The vulnerability to engage the engine by unlocking the automobile by hijacking communication of the smartphone has been discovered, GM announced already dealt with

In-vehicle Internet connection system installed in automobilesVulnerability of "Uconnect" is likely to take over vehiclesAsChrysler will recall 1.4 million unitsIt was announced that it was announced to be announced, but there is a vulnerability that can intercept the control of the smartphone by intercepting the smartphone's communication even in a vehicle of General Motors (GM) equipped with a similar system Hacker 's investigation made it clear.

OwnStar - hacking cars with OnStar to locate, unlock and remote start vehicles - YouTube


This vulnerability was pointed out by Samy Kamkar, a hacker who conducts security related investigations. By using the device of the black box in hand, the in-vehicle information system "Onstar(OnStar) "is actually introduced to show how the GM car hijacked control.


The black box that Mr. Kamkar had is "Ownstar(OwnStar) ", inside which is housed devices such as antennas and Arduino that intercept smartphone communications. Mr. Kamkar has made this Ownster hisself, and he said that he can make his own at about 100 dollars (about 12,000 yen).

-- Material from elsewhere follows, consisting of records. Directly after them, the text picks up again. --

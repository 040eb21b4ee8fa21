//! Cursor-relative, multi-row redraw.
//!
//! A redraw walks every logical line: prompt (primary or continuation),
//! horizontally clipped graphemes with syntax coloring and selection
//! inverse-video, then a faint ghost suggestion on the last line. Previously
//! drawn excess rows are erased and the physical cursor is repositioned
//! relative to where the last redraw left it; `term_cursor_row` and
//! `term_lines_drawn` carry that state between calls.

use std::fmt::Write;

use crate::grapheme::TAB_WIDTH;
use crate::highlight::{palette_lookup, push_color, Highlighter};
use crate::layout::Viewport;
use crate::line_buffer::LineBuffer;

const HIDE_CURSOR: &str = "\x1b[?25l";
const SHOW_CURSOR: &str = "\x1b[?25h";
const RESET_COLOR: &str = "\x1b[0m";
const CLEAR_TO_EOL: &str = "\x1b[K";
const FAINT: &str = "\x1b[2m";
const INVERSE_VIDEO: &str = "\x1b[7m";

/// Everything a redraw needs to see, borrowed from the editor.
pub struct Frame<'a> {
    pub line: &'a LineBuffer,
    pub prompt: &'a str,
    pub continuation_prompt: &'a str,
    pub viewport: &'a Viewport,
    pub highlighter: Option<&'a dyn Highlighter>,
    pub palette: &'a [i32],
    pub ghost: Option<&'a str>,
}

#[derive(Debug, Default)]
pub struct Renderer {
    out: String,
    term_cursor_row: usize,
    term_lines_drawn: usize,
}

impl Renderer {
    pub fn new() -> Self {
        Self::default()
    }

    /// Forget any previously drawn rows (start of a fresh session).
    pub fn reset(&mut self) {
        self.term_cursor_row = 0;
        self.term_lines_drawn = 0;
    }

    /// The escape stream produced by the last [`redraw`](Self::redraw).
    pub fn output(&self) -> &str {
        &self.out
    }

    /// Repaint the whole edit area into the output buffer.
    /// Returns whether the ghost suggestion was actually drawn.
    pub fn redraw(&mut self, frame: &Frame<'_>) -> bool {
        self.out.clear();
        self.out.push_str(HIDE_CURSOR); // prevent flickering

        // back to the origin row
        self.out.push('\r');
        if self.term_cursor_row > 0 {
            let _ = write!(self.out, "\x1b[{}A", self.term_cursor_row);
        }

        let (cursor_row, cursor_col) = frame.line.cursor_row_col();
        let line_count = frame.line.line_count();
        let mut rendered_cursor_col = None;
        let mut suggestion_shown = false;

        for i in 0..line_count {
            let byte_start = frame.line.line_start(i);
            let byte_end = frame.line.line_start(i + 1);
            let is_last = i + 1 == line_count;

            self.out.push('\r');
            let shown = self.render_line(
                frame,
                if i == 0 {
                    frame.prompt
                } else {
                    frame.continuation_prompt
                },
                byte_start,
                byte_end,
                (cursor_row == i).then_some(cursor_col),
                is_last,
                &mut rendered_cursor_col,
            );
            if is_last {
                suggestion_shown = shown;
            }
            if !is_last {
                self.out.push('\n');
            }
        }

        // erase rows left over from a taller previous frame
        let extra = self.term_lines_drawn.saturating_sub(line_count);
        for _ in 0..extra {
            self.out.push_str("\n\r");
            self.out.push_str(CLEAR_TO_EOL);
        }

        self.out.push('\r');
        let dy = cursor_row as isize - line_count as isize - extra as isize + 1;
        self.move_by(rendered_cursor_col.unwrap_or(0) as isize, dy);
        self.term_cursor_row = cursor_row;
        self.term_lines_drawn = line_count;
        self.out.push_str(SHOW_CURSOR);
        suggestion_shown
    }

    /// Move the cursor by a delta; down is positive `dy` and is emitted as
    /// line feeds so the terminal scrolls if it has to.
    fn move_by(&mut self, dx: isize, dy: isize) {
        if dy < 0 {
            let _ = write!(self.out, "\x1b[{}A", -dy);
        } else {
            for _ in 0..dy {
                self.out.push('\n');
            }
        }
        if dx != 0 {
            let dir = if dx < 0 { 'D' } else { 'C' };
            let _ = write!(self.out, "\x1b[{}{}", dx.abs(), dir);
        }
    }

    /// Clip the grapheme range `[g_start, g_end)` to the columns visible in
    /// the viewport; a trailing newline grapheme is excluded.
    fn clip_range(
        frame: &Frame<'_>,
        line_start: usize,
        g_start: &mut usize,
        g_end: &mut usize,
    ) {
        let start_col = frame.viewport.first_visible_col;
        let end_col = start_col + frame.viewport.screen_cols;

        let mut col = frame.line.grapheme_range_width(line_start, *g_start);
        let mut start = None;
        let mut end = *g_start;

        for i in *g_start..*g_end {
            let w = frame
                .line
                .hooks()
                .grapheme_width(frame.line.grapheme_str(i));
            if col >= start_col && col < end_col {
                if start.is_none() {
                    start = Some(i); // first visible grapheme
                }
                end = i + 1;
            }
            if col + w > end_col {
                break;
            }
            col += w;
        }

        // clamp if the line is empty or the viewport is past its end
        let start = start.unwrap_or(*g_end);
        let mut end = end.max(start);
        if end > start && frame.line.grapheme_str(end - 1) == "\n" {
            end -= 1;
        }
        *g_start = start;
        *g_end = end;
    }

    #[allow(clippy::too_many_arguments)]
    fn render_line(
        &mut self,
        frame: &Frame<'_>,
        prompt: &str,
        byte_start: usize,
        byte_end: usize,
        logical_cursor_col: Option<usize>,
        is_last: bool,
        rendered_cursor_col: &mut Option<usize>,
    ) -> bool {
        let hooks = *frame.line.hooks();
        self.out.push_str(prompt);
        let mut rendered_width = hooks.str_width(prompt);
        let mut rendered_cursor_posn = None;

        let selection = frame.line.selection_range();

        let line_start = frame.line.find_grapheme_index(byte_start);
        let mut g_start = line_start;
        let mut g_end = frame.line.find_grapheme_index(byte_end);
        Self::clip_range(frame, line_start, &mut g_start, &mut g_end);

        let syntax = if frame.palette.is_empty() {
            None
        } else {
            frame.highlighter
        };

        let mut current_color = -1;
        let mut selection_on = false;
        let mut g = g_start;
        let mut off = frame.line.grapheme_range(g_start).0;

        while g < g_end && off < byte_end {
            // next color span from the current byte offset
            let span = syntax
                .and_then(|hl| hl.next_span(frame.line.as_str(), off))
                .filter(|s| s.byte_end > off);
            let (span_end, span_color) = match span {
                Some(s) => (s.byte_end, palette_lookup(frame.palette, s.color)),
                // rest of the line renders uncolored
                None => (byte_end, -1),
            };

            if span_color != current_color {
                if current_color != -1 {
                    self.out.push_str(RESET_COLOR);
                    selection_on = false;
                }
                push_color(&mut self.out, span_color);
                current_color = span_color;
            }

            while g < g_end {
                let (gs, _) = frame.line.grapheme_range(g);
                if gs >= span_end {
                    break;
                }

                let in_selection = selection.is_some_and(|(l, r)| g >= l && g < r);
                if in_selection != selection_on {
                    if in_selection {
                        self.out.push_str(INVERSE_VIDEO);
                    } else {
                        self.out.push_str(RESET_COLOR);
                        push_color(&mut self.out, current_color);
                    }
                    selection_on = in_selection;
                }

                let grapheme = frame.line.grapheme_str(g);
                if grapheme == "\n" {
                    break;
                }
                if logical_cursor_col == Some(g - line_start) {
                    rendered_cursor_posn = Some(rendered_width);
                }
                if grapheme == "\t" {
                    for _ in 0..TAB_WIDTH {
                        self.out.push(' ');
                    }
                } else {
                    self.out.push_str(grapheme);
                }
                rendered_width += hooks.grapheme_width(grapheme);
                g += 1;
            }

            off = span_end;
        }

        if selection_on || current_color != -1 {
            self.out.push_str(RESET_COLOR);
        }

        // ghosted suggestion suffix, last line only, and only when it fits
        let mut shown = false;
        if is_last && g_end == frame.line.grapheme_count() && logical_cursor_col.is_some() {
            if let Some(suffix) = frame.ghost.filter(|s| !s.is_empty()) {
                let remaining = frame.viewport.screen_cols.saturating_sub(rendered_width);
                let ghost_width = hooks.str_width(suffix);
                if ghost_width <= remaining {
                    shown = true;
                    self.out.push_str(FAINT);
                    self.out.push_str(suffix);
                    self.out.push_str(RESET_COLOR);
                }
            }
        }

        if logical_cursor_col.is_some() {
            *rendered_cursor_col = Some(rendered_cursor_posn.unwrap_or(rendered_width));
        }

        if rendered_width < frame.viewport.screen_cols {
            self.out.push_str(CLEAR_TO_EOL);
        }
        shown
    }
}
use rawline::Editor;

/// Minimal REPL
fn main() -> rawline::Result<()> {
    env_logger::init();
    let mut editor = Editor::new("> ");
    loop {
        let line = editor.read_line()?; // read
        if line == "quit" {
            break;
        }
        println!("Line: {line}"); // eval / print
    } // loop
    Ok(())
}
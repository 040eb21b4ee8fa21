//! Unix specific definitions
use std::cell::UnsafeCell;
use std::io::{self, Write};
use std::mem::MaybeUninit;
use std::sync::atomic::{AtomicBool, AtomicUsize, Ordering};
use std::sync::Once;

use log::debug;
use nix::sys::signal::{self, SaFlags, SigAction, SigHandler, SigSet, Signal};
use nix::sys::termios::{self, ControlFlags, InputFlags, LocalFlags, OutputFlags, SetArg, SpecialCharacterIndices, Termios};

use super::ByteRead;
use crate::error::Result;

/// Check whether stdin and stdout are both connected to a terminal.
pub fn is_tty() -> bool {
    unsafe { libc::isatty(libc::STDIN_FILENO) != 0 && libc::isatty(libc::STDOUT_FILENO) != 0 }
}

/// Check if the current terminal can provide a rich line-editing interface.
pub fn is_supported() -> bool {
    !super::is_unsupported_term()
}

nix::ioctl_read_bad!(win_size, libc::TIOCGWINSZ, libc::winsize);

/// Current terminal width in columns, if it can be queried.
pub fn terminal_width() -> Option<usize> {
    let mut size: libc::winsize = unsafe { std::mem::zeroed() };
    match unsafe { win_size(libc::STDOUT_FILENO, &mut size) } {
        Ok(0) if size.ws_col > 0 => Some(size.ws_col as usize),
        _ => None,
    }
}

/// Switch the console to UTF-8. Nothing to do here; Unix terminals speak
/// UTF-8 already.
pub fn set_utf8() {}

/// Write `buf` to stdout and flush.
pub fn write_and_flush(buf: &[u8]) -> Result<()> {
    let mut out = io::stdout();
    out.write_all(buf)?;
    out.flush()?;
    Ok(())
}

/// Sticky window-resize flag, set from the SIGWINCH handler and consumed by
/// the input loop.
static RESIZE_PENDING: AtomicBool = AtomicBool::new(false);

pub fn take_resize_pending() -> bool {
    RESIZE_PENDING.swap(false, Ordering::SeqCst)
}

// Rust std::io::Stdin is buffered with no way to know if bytes are
// available. So we use low-level stuff instead...
pub struct StdinReader {
    buf: [u8; 1],
}

pub fn stdin_reader() -> StdinReader {
    StdinReader { buf: [0; 1] }
}

impl ByteRead for StdinReader {
    fn read_byte(&mut self) -> Result<Option<u8>> {
        loop {
            let res = unsafe {
                libc::read(
                    libc::STDIN_FILENO,
                    self.buf.as_mut_ptr() as *mut libc::c_void,
                    1,
                )
            };
            if res == -1 {
                let error = io::Error::last_os_error();
                if error.kind() == io::ErrorKind::Interrupted {
                    continue;
                }
                return Err(error.into());
            }
            if res == 0 {
                return Ok(None); // EOF
            }
            return Ok(Some(self.buf[0]));
        }
    }
}

// -- crash-safe terminal restoration ---------------------------------------

/// Process-wide copy of the pre-raw terminal state, written once on the
/// first raw-mode entry so the signal handlers can restore the terminal
/// without reaching into any editor.
struct TermSlot(UnsafeCell<MaybeUninit<libc::termios>>);
unsafe impl Sync for TermSlot {}

static SAVED_TERMSTATE: TermSlot = TermSlot(UnsafeCell::new(MaybeUninit::uninit()));
static TERMSTATE_SET: AtomicBool = AtomicBool::new(false);

fn emergency_restore() {
    if TERMSTATE_SET.load(Ordering::Acquire) {
        unsafe {
            libc::tcsetattr(
                libc::STDIN_FILENO,
                libc::TCSAFLUSH,
                (*SAVED_TERMSTATE.0.get()).as_ptr(),
            );
        }
    }
}

#[derive(Clone, Copy, PartialEq)]
enum HandlerKind {
    /// Record the resize and keep going.
    Winch,
    /// Restore the terminal; a chained handler that returns keeps us alive.
    Graceful,
    /// Restore the terminal and die re-raising the signal.
    Crash,
}

static SIGNALS: [(Signal, HandlerKind); 8] = [
    (Signal::SIGWINCH, HandlerKind::Winch),
    (Signal::SIGTERM, HandlerKind::Graceful),
    (Signal::SIGQUIT, HandlerKind::Graceful),
    (Signal::SIGHUP, HandlerKind::Graceful),
    (Signal::SIGSEGV, HandlerKind::Crash),
    (Signal::SIGABRT, HandlerKind::Crash),
    (Signal::SIGBUS, HandlerKind::Crash),
    (Signal::SIGFPE, HandlerKind::Crash),
];

/// Saved previous disposition per entry in `SIGNALS`; written while
/// installing (single-threaded), read from handlers.
struct PrevSlot(UnsafeCell<Option<SigAction>>);
unsafe impl Sync for PrevSlot {}

static PREVIOUS: [PrevSlot; 8] = [const { PrevSlot(UnsafeCell::new(None)) }; 8];

static INSTALL_COUNT: AtomicUsize = AtomicUsize::new(0);
static ATEXIT_ONCE: Once = Once::new();

fn signal_index(sig: libc::c_int) -> Option<usize> {
    SIGNALS.iter().position(|&(s, _)| s as libc::c_int == sig)
}

/// Invoke the previously installed handler, if there was a real one.
fn call_previous(
    sig: libc::c_int,
    info: *mut libc::siginfo_t,
    ucontext: *mut libc::c_void,
) -> bool {
    let Some(i) = signal_index(sig) else {
        return false;
    };
    let Some(previous) = (unsafe { *PREVIOUS[i].0.get() }) else {
        return false;
    };
    match previous.handler() {
        SigHandler::SigDfl | SigHandler::SigIgn => false,
        SigHandler::Handler(f) => {
            f(sig);
            true
        }
        SigHandler::SigAction(f) => {
            f(sig, info, ucontext);
            true
        }
    }
}

/// Put back the saved disposition (or the default) before re-raising.
fn restore_disposition(sig: libc::c_int) {
    let previous = signal_index(sig).and_then(|i| unsafe { *PREVIOUS[i].0.get() });
    let action = match previous {
        Some(prev) if !matches!(prev.handler(), SigHandler::SigIgn) => prev,
        _ => SigAction::new(SigHandler::SigDfl, SaFlags::empty(), SigSet::empty()),
    };
    if let Ok(signal) = Signal::try_from(sig) {
        let _ = unsafe { signal::sigaction(signal, &action) };
    }
}

extern "C" fn winch_handler(
    sig: libc::c_int,
    info: *mut libc::siginfo_t,
    ucontext: *mut libc::c_void,
) {
    RESIZE_PENDING.store(true, Ordering::SeqCst);
    call_previous(sig, info, ucontext);
}

extern "C" fn graceful_handler(
    sig: libc::c_int,
    info: *mut libc::siginfo_t,
    ucontext: *mut libc::c_void,
) {
    emergency_restore();
    // If the previous handler was called and returned, we return too
    if call_previous(sig, info, ucontext) {
        return;
    }
    restore_disposition(sig);
    unsafe {
        libc::kill(libc::getpid(), sig);
        libc::_exit(128 + sig);
    }
}

extern "C" fn crash_handler(
    sig: libc::c_int,
    info: *mut libc::siginfo_t,
    ucontext: *mut libc::c_void,
) {
    let _ = (info, ucontext);
    emergency_restore();
    restore_disposition(sig);
    unsafe {
        libc::kill(libc::getpid(), sig);
        libc::_exit(128 + sig);
    }
}

extern "C" fn atexit_restore() {
    emergency_restore();
}

extern "C" {
    fn atexit(cb: extern "C" fn()) -> libc::c_int;
}

/// Register emergency exit and signal handlers; nested raw-mode sessions
/// share one installation.
fn install_emergency_handlers() {
    if INSTALL_COUNT.fetch_add(1, Ordering::SeqCst) > 0 {
        return;
    }
    ATEXIT_ONCE.call_once(|| unsafe {
        atexit(atexit_restore);
    });
    for (i, &(sig, kind)) in SIGNALS.iter().enumerate() {
        let handler = match kind {
            HandlerKind::Winch => winch_handler,
            HandlerKind::Graceful => graceful_handler,
            HandlerKind::Crash => crash_handler,
        };
        let mut flags = SaFlags::SA_SIGINFO;
        if kind == HandlerKind::Winch {
            flags |= SaFlags::SA_RESTART;
        }
        let action = SigAction::new(SigHandler::SigAction(handler), flags, SigSet::empty());
        match unsafe { signal::sigaction(sig, &action) } {
            Ok(previous) => {
                if matches!(previous.handler(), SigHandler::SigIgn) {
                    // leave ignored signals ignored
                    let _ = unsafe { signal::sigaction(sig, &previous) };
                    unsafe { *PREVIOUS[i].0.get() = None };
                } else {
                    unsafe { *PREVIOUS[i].0.get() = Some(previous) };
                }
            }
            Err(e) => {
                debug!(target: "rawline", "cannot install handler for {sig:?}: {e}");
                unsafe { *PREVIOUS[i].0.get() = None };
            }
        }
    }
}

/// Restore handlers previously installed, on the last raw-mode exit.
fn restore_emergency_handlers() {
    let count = INSTALL_COUNT.load(Ordering::SeqCst);
    if count == 0 {
        return;
    }
    if INSTALL_COUNT.fetch_sub(1, Ordering::SeqCst) > 1 {
        return;
    }
    for (i, &(sig, _)) in SIGNALS.iter().enumerate() {
        if let Some(previous) = unsafe { (*PREVIOUS[i].0.get()).take() } {
            let _ = unsafe { signal::sigaction(sig, &previous) };
        }
    }
}

// -- raw mode ---------------------------------------------------------------

/// Saved terminal state, returned by [`enable_raw_mode`].
pub struct RawMode {
    termios: Termios,
}

/// Enable RAW mode for the terminal.
pub fn enable_raw_mode() -> Result<RawMode> {
    let original_mode = termios::tcgetattr(io::stdin())?;
    let mut raw = original_mode.clone();
    // disable BREAK interrupt, CR to NL conversion on input,
    // input parity check, strip high bit (bit 8), output flow control
    raw.input_flags &= !(InputFlags::BRKINT
        | InputFlags::ICRNL
        | InputFlags::INPCK
        | InputFlags::ISTRIP
        | InputFlags::IXON);
    // disable all output processing
    raw.output_flags &= !OutputFlags::OPOST;
    // character-size mark (8 bits)
    raw.control_flags |= ControlFlags::CS8;
    // disable echoing, canonical mode, extended input processing and signals
    raw.local_flags &=
        !(LocalFlags::ECHO | LocalFlags::ICANON | LocalFlags::IEXTEN | LocalFlags::ISIG);
    raw.control_chars[SpecialCharacterIndices::VMIN as usize] = 1; // One character-at-a-time input
    raw.control_chars[SpecialCharacterIndices::VTIME as usize] = 0; // with blocking read
    termios::tcsetattr(io::stdin(), SetArg::TCSAFLUSH, &raw)?;

    if !TERMSTATE_SET.load(Ordering::Acquire) {
        let saved: libc::termios = original_mode.clone().into();
        unsafe { (*SAVED_TERMSTATE.0.get()).write(saved) };
        TERMSTATE_SET.store(true, Ordering::Release);
    }
    install_emergency_handlers();
    debug!(target: "rawline", "raw mode enabled");
    Ok(RawMode {
        termios: original_mode,
    })
}

impl RawMode {
    /// Disable RAW mode for the terminal.
    pub fn disable_raw_mode(&self) -> Result<()> {
        termios::tcsetattr(io::stdin(), SetArg::TCSAFLUSH, &self.termios)?;
        // a carriage return puts us back on the left hand side
        write_and_flush(b"\r")?;
        restore_emergency_handlers();
        debug!(target: "rawline", "raw mode disabled");
        Ok(())
    }
}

The on-board system "On Star" is a system in which smartphone applications and servers and computers installed in vehicles operate in cooperation, such as locking the door, grasping the state and position information of the vehicle, and starting the engine It is a system that makes it possible. On the other hand, Kamkar's "Own Star" intercepts and analyzes radio waves emitted by the application during communication, not only takes away control of the vehicle but also obtains personal information such as user's name and credit card information It is a tool that makes it possible.


Like the screen, you can control such as unlocking and locking the door, starting the engine, ringing horn and so on.


Own Star operates as a simple Wi - Fi spot using the built - in Wi - Fi antenna, and extracts its communication contents by connecting it to the smartphone.


The scene which is actually manipulating the vehicle is contained in the movie a little. In this way, the key of the door is opened as "Gachach" ...


I was able to open the door as usual.


Furthermore, when I tap "Remote Start" on the screen, the engine has hit. After that, if you actually get in and start driving, it is Osaraba as it is.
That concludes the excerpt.